In view of the above described problems it is an object of the present invention to provide a transport system having at least two transport platforms, such as a dolly, pallet or transport tablet, which overcomes the disadvantages of the prior art. In particular, it is an object of the invention to provide a connector element and a transport system which allows quick, simple and variably adaptation of transport platforms which can also support loads securely. Further, the transport platform should be sturdy, easily assembled and produced cost-effectively.

The object is achieved by a transport system having the features of claim <NUM>. Advantageous aspects of the present invention are subject of subclaims.

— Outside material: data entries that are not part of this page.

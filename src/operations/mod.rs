pub mod adjacency;
pub mod boolean;
pub mod join;
pub mod rebuild;

pub use adjacency::{discover_join_groups, JoinGroup};
pub use boolean::{BooleanKernel, BooleanOutcome, ModificationMap, SewOptions, SewOutcome};
pub use join::{
    cut_parts, fuse_assemblies, fuse_parts, fuse_parts_by_cref, sew_parts, split_parts,
    OperationOutcome,
};
pub use rebuild::ShapeRebuilder;
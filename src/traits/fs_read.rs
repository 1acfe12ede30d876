//! Read operations for filesystem backends.

use std::path::Path;

use crate::{Metadata, TmpsError};

/// Read operations for a filesystem backend.
///
/// # Thread Safety
///
/// All implementations must be `Send + Sync`. Methods use `&self` to allow
/// concurrent access. Backends should use interior mutability (`RwLock`, `Mutex`)
/// for thread-safe state management.
///
/// # Object Safety
///
/// This trait is object-safe and can be used as `dyn FsRead`.
pub trait FsRead: Send + Sync {
    /// Check if a path exists.
    ///
    /// Returns `Ok(true)` if the path exists, `Ok(false)` if it does not.
    /// Only returns an error for unexpected failures (e.g., I/O errors).
    fn exists(&self, path: &Path) -> Result<bool, TmpsError>;

    /// Get metadata for a path (follows symlinks).
    ///
    /// # Errors
    ///
    /// - [`TmpsError::NotFound`] if the path does not exist
    fn metadata(&self, path: &Path) -> Result<Metadata, TmpsError>;
}

#[cfg(test)]
mod tests {
    use super::*;

    #[test]
    fn fs_read_is_object_safe() {
        fn _check(_: &dyn FsRead) {}
    }

    #[test]
    fn fs_read_requires_send_sync() {
        fn _assert_send_sync<T: Send + Sync>() {}
        fn _check<T: FsRead>() {
            _assert_send_sync::<T>();
        }
    }
}
//! Core types for the tmps record store.

use std::fmt;
use std::path::PathBuf;
use std::str::FromStr;

use serde::{Serialize, Serializer};

use crate::TmpsError;

/// Type of a filesystem entry.
#[derive(Debug, Clone, Copy, PartialEq, Eq, Hash)]
pub enum FileType {
    /// Regular file.
    File,
    /// Directory.
    Directory,
    /// Anything else (socket, fifo, device, dangling link).
    Other,
}

/// Metadata for a filesystem entry.
///
/// Symlinks are followed, so a link to a regular file reports
/// [`FileType::File`].
#[derive(Debug, Clone, Copy, PartialEq, Eq)]
pub struct Metadata {
    /// Type of the entry.
    pub file_type: FileType,
    /// Permission bits.
    pub mode: Mode,
}

impl Metadata {
    /// Returns `true` if this is a regular file.
    #[inline]
    pub fn is_file(&self) -> bool {
        self.file_type == FileType::File
    }

    /// Returns `true` if this is a directory.
    #[inline]
    pub fn is_dir(&self) -> bool {
        self.file_type == FileType::Directory
    }
}

impl Default for Metadata {
    fn default() -> Self {
        Self {
            file_type: FileType::File,
            mode: Mode::default_file(),
        }
    }
}

/// A directory entry returned from `read_dir`.
#[derive(Debug, Clone, PartialEq, Eq)]
pub struct DirEntry {
    /// Name of the entry (filename only, not full path).
    pub name: String,
    /// Full path to the entry.
    pub path: PathBuf,
    /// Type of the entry.
    pub file_type: FileType,
}

/// Unix permission bits (`rwxrwxrwx` plus setuid/setgid/sticky).
///
/// Rendered as an octal string with a leading `0`, the way `chmod` accepts
/// it: `0644`, `0755`, `04755`.
#[derive(Debug, Clone, Copy, PartialEq, Eq, Hash)]
pub struct Mode(u32);

impl Mode {
    /// Create a mode from raw bits (e.g., `0o755`). File type bits are dropped.
    #[inline]
    pub const fn from_bits(bits: u32) -> Self {
        Self(bits & 0o7777)
    }

    /// Get the raw permission bits.
    #[inline]
    pub const fn bits(&self) -> u32 {
        self.0
    }

    /// Default mode for a fresh placeholder (0o644 = rw-r--r--).
    #[inline]
    pub const fn default_file() -> Self {
        Self(0o644)
    }
}

impl Default for Mode {
    fn default() -> Self {
        Self::default_file()
    }
}

impl fmt::Display for Mode {
    fn fmt(&self, f: &mut fmt::Formatter<'_>) -> fmt::Result {
        write!(f, "0{:03o}", self.0)
    }
}

impl FromStr for Mode {
    type Err = TmpsError;

    /// Parse an octal mode string. This only checks that the text is octal;
    /// the record pattern is enforced by [`crate::validate`].
    fn from_str(s: &str) -> Result<Self, Self::Err> {
        if s.is_empty() || s.len() > 5 || !s.bytes().all(|b| (b'0'..=b'7').contains(&b)) {
            return Err(TmpsError::InvalidMode(s.to_string()));
        }
        u32::from_str_radix(s, 8)
            .map(Self::from_bits)
            .map_err(|_| TmpsError::InvalidMode(s.to_string()))
    }
}

impl Serialize for Mode {
    fn serialize<S: Serializer>(&self, serializer: S) -> Result<S::Ok, S::Error> {
        serializer.collect_str(self)
    }
}

/// One placeholder file: its environment, name and permission bits.
///
/// Fields are declared in key order so serialization is already sorted.
#[derive(Debug, Clone, PartialEq, Eq, Serialize)]
pub struct Record {
    /// Environment the record lives in.
    pub env: String,
    /// Permission bits of the file.
    pub mode: Mode,
    /// File name, unique within the environment.
    pub name: String,
}

impl Record {
    /// Create a record descriptor.
    pub fn new(env: impl Into<String>, name: impl Into<String>, mode: Mode) -> Self {
        Self {
            env: env.into(),
            mode,
            name: name.into(),
        }
    }
}
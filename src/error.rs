//! Error types for the tmps record store.

use std::path::PathBuf;

/// Broad classification of a [`TmpsError`].
///
/// Callers that only need to know *what kind* of failure happened (the CLI,
/// tests) match on this instead of on individual variants.
#[derive(Debug, Clone, Copy, PartialEq, Eq, Hash)]
pub enum ErrorKind {
    /// Wrong combination of payload and primary key for the chosen action.
    ArgumentShape,
    /// Payload or key failed validation.
    Validation,
    /// Record exists when it must not, or is missing when it must exist.
    Conflict,
    /// Unexpected filesystem or serialization failure.
    Io,
}

/// Error type with contextual variants.
///
/// All variants include relevant context (path, operation) where applicable.
/// Uses `#[non_exhaustive]` for forward compatibility.
///
/// # Examples
///
/// ```rust
/// use tmps::{ErrorKind, TmpsError};
/// use std::path::PathBuf;
///
/// let err = TmpsError::NotFound { path: PathBuf::from("/tmp/tmps/dev/Maurice") };
/// assert_eq!(err.to_string(), "non existing file /tmp/tmps/dev/Maurice");
/// assert_eq!(err.kind(), ErrorKind::Conflict);
/// ```
#[non_exhaustive]
#[derive(Debug, thiserror::Error)]
pub enum TmpsError {
    // Argument shape
    /// The payload/key combination does not fit the action.
    #[error("Args check: {action} method: {reason}")]
    ArgumentShape {
        /// The action being checked.
        action: &'static str,
        /// Every violated rule, joined.
        reason: String,
    },

    // Payload validation
    /// The payload is not valid JSON or lacks a required key.
    #[error("json_read: malformed json: {0}")]
    MalformedJson(String),

    /// The environment is not part of the configured set.
    #[error("unknown environment {0}")]
    UnknownEnvironment(String),

    /// The payload targets another environment than the session.
    #[error("json_read: env {expected} different from json env {found}")]
    EnvMismatch {
        /// The environment of the session.
        expected: String,
        /// The environment declared in the payload.
        found: String,
    },

    /// The record name is not made of word characters.
    #[error("json_read: name is not \\w+ : {0}")]
    InvalidName(String),

    /// The mode does not match `0[267][1-7]{2}`.
    #[error("json_read: mode is not 0[267][1-7]{{2}} : {0}")]
    InvalidMode(String),

    /// The primary key is not a single path component.
    #[error("invalid primary key {key:?}: {reason}")]
    InvalidKey {
        /// The rejected key.
        key: String,
        /// Why it was rejected.
        reason: &'static str,
    },

    /// The primary key and the payload name disagree.
    #[error("put: pk {pk} different from name in json: {name}")]
    KeyMismatch {
        /// The primary key argument.
        pk: String,
        /// The name in the payload.
        name: String,
    },

    // State conflicts
    /// Record already exists when it shouldn't.
    #[error("{operation}: file still exists {path}")]
    AlreadyExists {
        /// The path that already exists.
        path: PathBuf,
        /// The operation that failed.
        operation: &'static str,
    },

    /// Record or directory does not exist.
    #[error("non existing file {path}")]
    NotFound {
        /// The path that was not found.
        path: PathBuf,
    },

    // Filesystem
    /// Expected a directory but found something else.
    #[error("{path}: no such dir")]
    NotADirectory {
        /// The path that is not a directory.
        path: PathBuf,
    },

    /// Permission denied for operation.
    #[error("{operation}: permission denied: {path}")]
    PermissionDenied {
        /// The path where permission was denied.
        path: PathBuf,
        /// The operation that was denied.
        operation: &'static str,
    },

    /// Serialization error.
    #[error("serialization error: {0}")]
    Serialization(String),

    /// I/O error with context.
    #[error("{operation} failed for {path}: {source}")]
    Io {
        /// The operation that failed.
        operation: &'static str,
        /// The path involved in the operation.
        path: PathBuf,
        /// The underlying I/O error.
        #[source]
        source: std::io::Error,
    },
}

impl TmpsError {
    /// Classify this error.
    pub fn kind(&self) -> ErrorKind {
        match self {
            TmpsError::ArgumentShape { .. } => ErrorKind::ArgumentShape,
            TmpsError::MalformedJson(_)
            | TmpsError::UnknownEnvironment(_)
            | TmpsError::EnvMismatch { .. }
            | TmpsError::InvalidName(_)
            | TmpsError::InvalidMode(_)
            | TmpsError::InvalidKey { .. }
            | TmpsError::KeyMismatch { .. } => ErrorKind::Validation,
            TmpsError::AlreadyExists { .. } | TmpsError::NotFound { .. } => ErrorKind::Conflict,
            TmpsError::NotADirectory { .. }
            | TmpsError::PermissionDenied { .. }
            | TmpsError::Serialization(_)
            | TmpsError::Io { .. } => ErrorKind::Io,
        }
    }

    /// Build an error from an I/O failure, keeping the path and operation.
    pub(crate) fn from_io(
        operation: &'static str,
        path: impl Into<PathBuf>,
        error: std::io::Error,
    ) -> Self {
        let path = path.into();
        match error.kind() {
            std::io::ErrorKind::NotFound => TmpsError::NotFound { path },
            std::io::ErrorKind::PermissionDenied => TmpsError::PermissionDenied { path, operation },
            std::io::ErrorKind::AlreadyExists => TmpsError::AlreadyExists { path, operation },
            _ => TmpsError::Io {
                operation,
                path,
                source: error,
            },
        }
    }
}

impl From<serde_json::Error> for TmpsError {
    fn from(error: serde_json::Error) -> Self {
        TmpsError::Serialization(error.to_string())
    }
}
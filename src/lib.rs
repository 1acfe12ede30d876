//! # tmps
//!
//! List, create, update and delete **permission-tagged placeholder files**
//! kept in one directory per environment (`/tmp/tmps/<env>/` by default).
//!
//! A record is `{env, mode, name}`: the file `<root>/<env>/<name>` is always
//! empty, and its POSIX permission bits *are* the mode.
//!
//! ---
//!
//! ## Quick Start
//!
//! ```rust,no_run
//! use tmps::{Action, Config, NativeFs, Request, Session};
//!
//! let session = Session::open(NativeFs::new(), Config::default(), "dev")?;
//! let post = Request::new(
//!     Action::Post,
//!     Some(r#"{"env":"dev","mode":"0644","name":"Maurice"}"#.into()),
//!     None,
//! );
//! let outcome = session.execute(&post)?;
//! println!("{}", outcome.to_json()?.unwrap_or_default());
//! # Ok::<(), tmps::TmpsError>(())
//! ```
//!
//! ---
//!
//! ## Core Types
//!
//! | Type | Purpose |
//! |------|---------|
//! | [`Session`] | One invocation: environment + store, runs a [`Request`] |
//! | [`RecordStore`] | Create/read/update/delete/list records over an [`Fs`] backend |
//! | [`Config`] | Root directory and the closed set of environments |
//! | [`Record`] | `{env, mode, name}` |
//! | [`Mode`] | Permission bits, rendered `0644` |
//! | [`TmpsError`] | Error type with context, classified by [`ErrorKind`] |
//!
//! ---
//!
//! ## Backends
//!
//! The store only needs four traits ([`FsRead`], [`FsWrite`], [`FsDir`],
//! [`FsPermissions`]), composed into [`Fs`]. [`NativeFs`] implements them
//! over `std::fs`; tests can supply an in-memory backend. Wrap any backend
//! with [`TracingLayer`] to log every filesystem call.
//!
//! ---
//!
//! ## Error Handling
//!
//! Every operation returns `Result<T, TmpsError>`. Nothing in the library
//! prints or exits; the `tmps` binary turns an error into
//! `Error in tmps : <message> ; exit 1` and exit status 1.

// Private modules
mod config;
mod error;
mod ext;
mod layer;
mod native;
mod store;
mod traits;
mod types;

// Public modules
pub mod dispatch;
pub mod lister;
pub mod logging;
pub mod validate;

// Public re-exports - error types
pub use error::{ErrorKind, TmpsError};

// Public re-exports - core types
pub use config::{Config, DEFAULT_ENVIRONMENTS, DEFAULT_ROOT, Environment};
pub use types::{DirEntry, FileType, Metadata, Mode, Record};

// Public re-exports - backend traits
pub use traits::{Fs, FsDir, FsPermissions, FsRead, FsWrite, ReadDirIter};

// Public re-exports - backends and infrastructure
pub use ext::FsExt;
pub use layer::{Layer, LayerExt, Traced, TracingLayer};
pub use native::NativeFs;

// Public re-exports - store and dispatcher
pub use dispatch::{Action, Outcome, Request, Session};
pub use store::RecordStore;
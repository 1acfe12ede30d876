//! Write operations for filesystem backends.

use std::path::Path;

use crate::TmpsError;

/// Write operations for a filesystem backend.
///
/// Records never carry content, so the only writes are creating an empty
/// file and removing one.
///
/// # Object Safety
///
/// This trait is object-safe and can be used as `dyn FsWrite`.
pub trait FsWrite: Send + Sync {
    /// Create an empty file, failing if anything already exists at `path`.
    ///
    /// Creation is exclusive (`O_CREAT | O_EXCL` on native backends): of two
    /// concurrent callers, exactly one succeeds.
    ///
    /// # Errors
    ///
    /// - [`TmpsError::AlreadyExists`] if the path already exists
    /// - [`TmpsError::NotFound`] if the parent directory does not exist
    fn create_file(&self, path: &Path) -> Result<(), TmpsError>;

    /// Remove a file.
    ///
    /// # Errors
    ///
    /// - [`TmpsError::NotFound`] if the file does not exist
    fn remove_file(&self, path: &Path) -> Result<(), TmpsError>;
}
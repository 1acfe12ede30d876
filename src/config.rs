//! Store configuration: where records live and which environments exist.

use std::fmt;
use std::path::{Path, PathBuf};

use crate::TmpsError;

/// Root directory used when none is configured.
pub const DEFAULT_ROOT: &str = "/tmp/tmps";

/// Environments known out of the box.
pub const DEFAULT_ENVIRONMENTS: [&str; 4] = ["dev", "val", "inf", "fr"];

/// Root directory and the closed set of environments beneath it.
///
/// # Example
///
/// ```rust
/// use tmps::Config;
///
/// let config = Config::new("/srv/tmps").with_environments(["dev", "prod"]);
/// let dev = config.environment("dev").unwrap();
/// assert_eq!(config.env_dir(&dev), std::path::Path::new("/srv/tmps/dev"));
/// assert!(config.environment("val").is_err());
/// ```
#[derive(Debug, Clone, PartialEq, Eq)]
pub struct Config {
    root: PathBuf,
    environments: Vec<String>,
}

impl Config {
    /// Configuration rooted at `root` with the default environments.
    pub fn new(root: impl Into<PathBuf>) -> Self {
        Self {
            root: root.into(),
            environments: DEFAULT_ENVIRONMENTS.iter().map(|e| e.to_string()).collect(),
        }
    }

    /// Replace the environment set.
    pub fn with_environments<I, S>(mut self, environments: I) -> Self
    where
        I: IntoIterator<Item = S>,
        S: Into<String>,
    {
        self.environments = environments.into_iter().map(Into::into).collect();
        self
    }

    /// Root directory holding one subdirectory per environment.
    pub fn root(&self) -> &Path {
        &self.root
    }

    /// Configured environment tags, in configuration order.
    pub fn environments(&self) -> impl Iterator<Item = &str> {
        self.environments.iter().map(String::as_str)
    }

    /// Look up an environment tag.
    ///
    /// # Errors
    ///
    /// [`TmpsError::UnknownEnvironment`] if the tag is not configured.
    pub fn environment(&self, tag: &str) -> Result<Environment, TmpsError> {
        if self.environments.iter().any(|e| e == tag) {
            Ok(Environment(tag.to_string()))
        } else {
            Err(TmpsError::UnknownEnvironment(tag.to_string()))
        }
    }

    /// Directory of one environment: `<root>/<env>`.
    pub fn env_dir(&self, env: &Environment) -> PathBuf {
        self.root.join(env.as_str())
    }
}

impl Default for Config {
    fn default() -> Self {
        Self::new(DEFAULT_ROOT)
    }
}

/// An environment tag checked against a [`Config`].
#[derive(Debug, Clone, PartialEq, Eq, Hash)]
pub struct Environment(String);

impl Environment {
    /// The tag as a string slice.
    pub fn as_str(&self) -> &str {
        &self.0
    }
}

impl fmt::Display for Environment {
    fn fmt(&self, f: &mut fmt::Formatter<'_>) -> fmt::Result {
        f.write_str(&self.0)
    }
}
//! `tmps` binary: thin wrapper turning library errors into exit status 1.

mod cli;

use std::process::ExitCode;

use clap::Parser;

fn main() -> ExitCode {
    let cli = match cli::Cli::try_parse() {
        Ok(cli) => cli,
        Err(e) => {
            let _ = e.print();
            // --help and --version are not failures.
            return if e.use_stderr() {
                ExitCode::FAILURE
            } else {
                ExitCode::SUCCESS
            };
        }
    };
    tmps::logging::init(cli.verbose);

    match cli::run(cli) {
        Ok(()) => ExitCode::SUCCESS,
        Err(e) => {
            tracing::debug!(kind = ?e.kind(), "command failed");
            println!("Error in tmps : {e} ; exit 1");
            ExitCode::FAILURE
        }
    }
}
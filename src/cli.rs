//! Command line surface of the `tmps` binary.

use std::path::PathBuf;

use clap::Parser;
use tmps::{Action, Config, LayerExt, NativeFs, Request, Session, TmpsError, TracingLayer};

const EXAMPLES: &str = r#"Environment is mandatory: dev, val, inf or fr.

Actions:
  get     list files as JSON; with -k, only that file
  post    create a file from -j (the name comes from the JSON)
  put     change the mode of file -k from -j (the JSON name must equal -k)
  delete  delete file -k

JSON format:
  {"env": "<env>", "mode": "0<nnn>", "name": "<name>"}

  <env>   must equal the -e environment
  <nnn>   must match [267][1-7]{2} (0644, 0755, 0632...)
  <name>  must match \w+

Examples:
  tmps -e dev -a post -j '{"env":"dev","mode":"0644","name":"Maurice"}'
      creates /tmp/tmps/dev/Maurice with mode 0644
  tmps -e dev -a get
      lists files in /tmp/tmps/dev
  tmps -e dev -a put -j '{"env":"dev","mode":"0755","name":"Maurice"}' -k Maurice
      changes the mode of Maurice to 0755
  tmps -e dev -a get -k Maurice
      shows /tmp/tmps/dev/Maurice
  tmps -e dev -a delete -k Maurice
      deletes Maurice"#;

/// List, create, update or delete files in /tmp/tmps/<env>.
#[derive(Debug, Parser)]
#[command(name = "tmps", version, after_long_help = EXAMPLES)]
pub struct Cli {
    /// Environment (dev, inf, val or fr)
    #[arg(short, long)]
    pub env: String,

    /// Action to perform
    #[arg(short, long, value_enum)]
    pub action: Action,

    /// JSON content
    #[arg(short, long)]
    pub json: Option<String>,

    /// Primary key (name of the file)
    #[arg(short = 'k', long)]
    pub pk: Option<String>,

    /// Root directory holding one directory per environment
    #[arg(long, env = "TMPS_ROOT", default_value = tmps::DEFAULT_ROOT)]
    pub root: PathBuf,

    /// Log more to stderr (repeat for more detail)
    #[arg(short, long, action = clap::ArgAction::Count)]
    pub verbose: u8,
}

/// Run one invocation, printing the JSON result to stdout.
///
/// The argument shape is checked before anything touches the filesystem.
pub fn run(cli: Cli) -> Result<(), TmpsError> {
    let request = Request::new(cli.action, cli.json, cli.pk);
    request.check_shape()?;

    let backend = NativeFs::new().layer(TracingLayer::new());
    let session = Session::open(backend, Config::new(cli.root), &cli.env)?;
    let outcome = session.execute(&request)?;
    if let Some(json) = outcome.to_json()? {
        println!("{json}");
    }
    Ok(())
}
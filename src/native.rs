//! Backend over the host filesystem (`std::fs`).
//!
//! Unix only: permission bits are read and written through
//! [`std::os::unix::fs::PermissionsExt`].

use std::fs;
use std::os::unix::fs::PermissionsExt;
use std::path::Path;

use crate::{
    DirEntry, FileType, FsDir, FsPermissions, FsRead, FsWrite, Metadata, Mode, ReadDirIter,
    TmpsError,
};

/// Host filesystem backend. Paths are used as given.
#[derive(Debug, Clone, Copy, Default)]
pub struct NativeFs;

impl NativeFs {
    /// Create a native backend.
    pub fn new() -> Self {
        Self
    }
}

fn file_type_of(ft: fs::FileType) -> FileType {
    if ft.is_file() {
        FileType::File
    } else if ft.is_dir() {
        FileType::Directory
    } else {
        FileType::Other
    }
}

impl FsRead for NativeFs {
    fn exists(&self, path: &Path) -> Result<bool, TmpsError> {
        path.try_exists()
            .map_err(|e| TmpsError::from_io("stat", path, e))
    }

    fn metadata(&self, path: &Path) -> Result<Metadata, TmpsError> {
        let meta = fs::metadata(path).map_err(|e| TmpsError::from_io("stat", path, e))?;
        Ok(Metadata {
            file_type: file_type_of(meta.file_type()),
            mode: Mode::from_bits(meta.permissions().mode()),
        })
    }
}

impl FsWrite for NativeFs {
    fn create_file(&self, path: &Path) -> Result<(), TmpsError> {
        fs::OpenOptions::new()
            .write(true)
            .create_new(true)
            .open(path)
            .map(drop)
            .map_err(|e| TmpsError::from_io("create", path, e))
    }

    fn remove_file(&self, path: &Path) -> Result<(), TmpsError> {
        fs::remove_file(path).map_err(|e| TmpsError::from_io("delete", path, e))
    }
}

impl FsDir for NativeFs {
    fn read_dir(&self, path: &Path) -> Result<ReadDirIter, TmpsError> {
        let meta = fs::metadata(path).map_err(|e| TmpsError::from_io("read_dir", path, e))?;
        if !meta.is_dir() {
            return Err(TmpsError::NotADirectory {
                path: path.to_path_buf(),
            });
        }
        let dir = path.to_path_buf();
        let entries = fs::read_dir(path).map_err(|e| TmpsError::from_io("read_dir", path, e))?;
        Ok(ReadDirIter::new(entries.map(move |entry| {
            let entry = entry.map_err(|e| TmpsError::from_io("read_dir", &dir, e))?;
            let entry_path = entry.path();
            // Follow symlinks, as stat would; dangling links become Other.
            let file_type = match fs::metadata(&entry_path) {
                Ok(meta) => file_type_of(meta.file_type()),
                Err(_) => FileType::Other,
            };
            let name = entry.file_name().into_string().map_err(|raw| TmpsError::Io {
                operation: "read_dir",
                path: entry_path.clone(),
                source: std::io::Error::new(
                    std::io::ErrorKind::InvalidData,
                    format!("file name is not valid UTF-8: {raw:?}"),
                ),
            })?;
            Ok(DirEntry {
                name,
                path: entry_path,
                file_type,
            })
        })))
    }

    fn create_dir_all(&self, path: &Path) -> Result<(), TmpsError> {
        fs::create_dir_all(path).map_err(|e| match e.kind() {
            std::io::ErrorKind::AlreadyExists | std::io::ErrorKind::NotADirectory => {
                TmpsError::NotADirectory {
                    path: path.to_path_buf(),
                }
            }
            _ => TmpsError::from_io("mkdir", path, e),
        })
    }
}

impl FsPermissions for NativeFs {
    fn set_permissions(&self, path: &Path, mode: Mode) -> Result<(), TmpsError> {
        fs::set_permissions(path, fs::Permissions::from_mode(mode.bits()))
            .map_err(|e| TmpsError::from_io("chmod", path, e))
    }
}

#[cfg(test)]
mod tests {
    use super::*;
    use crate::FsExt;

    #[test]
    fn create_set_and_stat_round_trip() {
        let dir = tempfile::tempdir().unwrap();
        let path = dir.path().join("placeholder");
        let fs = NativeFs::new();

        fs.create_file(&path).unwrap();
        fs.set_permissions(&path, Mode::from_bits(0o640)).unwrap();

        let meta = fs.metadata(&path).unwrap();
        assert!(meta.is_file());
        assert_eq!(std::fs::metadata(&path).unwrap().len(), 0);
        assert_eq!(meta.mode, Mode::from_bits(0o640));
    }

    #[test]
    fn create_file_is_exclusive() {
        let dir = tempfile::tempdir().unwrap();
        let path = dir.path().join("twice");
        let fs = NativeFs::new();

        fs.create_file(&path).unwrap();
        let err = fs.create_file(&path).unwrap_err();
        assert!(matches!(err, TmpsError::AlreadyExists { .. }));
    }

    #[test]
    fn remove_missing_is_not_found() {
        let dir = tempfile::tempdir().unwrap();
        let err = NativeFs.remove_file(&dir.path().join("nope")).unwrap_err();
        assert!(matches!(err, TmpsError::NotFound { .. }));
    }

    #[test]
    fn read_dir_reports_types() {
        let dir = tempfile::tempdir().unwrap();
        let fs = NativeFs::new();
        fs.create_file(&dir.path().join("file")).unwrap();
        fs.create_dir_all(&dir.path().join("sub")).unwrap();

        let mut entries: Vec<DirEntry> = fs
            .read_dir(dir.path())
            .unwrap()
            .collect::<Result<_, _>>()
            .unwrap();
        entries.sort_by(|a, b| a.name.cmp(&b.name));
        assert_eq!(entries.len(), 2);
        assert_eq!(entries[0].name, "file");
        assert_eq!(entries[0].file_type, FileType::File);
        assert_eq!(entries[1].name, "sub");
        assert_eq!(entries[1].file_type, FileType::Directory);
    }

    #[test]
    fn read_dir_on_file_is_not_a_directory() {
        let dir = tempfile::tempdir().unwrap();
        let path = dir.path().join("file");
        NativeFs.create_file(&path).unwrap();
        assert!(matches!(
            NativeFs.read_dir(&path),
            Err(TmpsError::NotADirectory { .. })
        ));
    }

    #[test]
    fn create_dir_all_is_idempotent() {
        let dir = tempfile::tempdir().unwrap();
        let path = dir.path().join("a").join("b");
        NativeFs.create_dir_all(&path).unwrap();
        NativeFs.create_dir_all(&path).unwrap();
        assert!(NativeFs.is_dir(&path).unwrap());
    }
}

In detail, the object is achieved by a transport system having at least two transport platforms, each of which has a deck and at least one opening, and a connector element being connected or connectable to the decks of the at least two laterally arranged transport platforms in order to provide a stiff connection of the at least two transport platforms. The connector element has a plate shaped base portion which is adapted to lie flush against the decks when the connector element is connected to the decks. The connector element comprises a rim portion protruding from the plate shaped base portion on one side thereof in order to protrude from the decks of the transport platforms for restraining loads placed on top of the decks at least in a lateral direction when the connector element is connected to the decks, and at least two legs which protrude from another side of the plate-shaped base portion in order to be inserted or insertable into the corresponding openings of each of the at least two transport platforms when the connector element is connected to the decks. Further, the at least two legs comprise engagement portions, preferably tabs or protrusions, adapted for being received and snap-fitted into the openings when the connector element is connected to the decks. This allows for a secure and easily assembleable connection as well as lateral support for goods loaded on the respective decks. Additionally, the at least two legs comprise at least one primary leg and/or at least one secondary leg provided at each side of the rim portion and are arranged symmetrically with respect to a vertical symmetry plane comprising an extension axis of the rim portion being located in and extending along said symmetry plane.

In other words, at least one opening is formed or provided in the top face or deck of the transport platform so that a connector element can be snapped into such opening in the deck from above, thereby allowing a very quick and easy assembling (one step assembly) of the connector element to the transport platforms. Since the connector element can be attached to the platforms from above, the platform has to be accessible only from above during assembly. Preferably, the connector element is narrow, in particular shorter than a length of any side of the platform. Therefore, when two platforms are connected, it does not extend laterally over the platforms, thereby avoiding damage of the connector element by obstacles, other transport platforms or vehicles, such as fork lifts, hitting against the dolly.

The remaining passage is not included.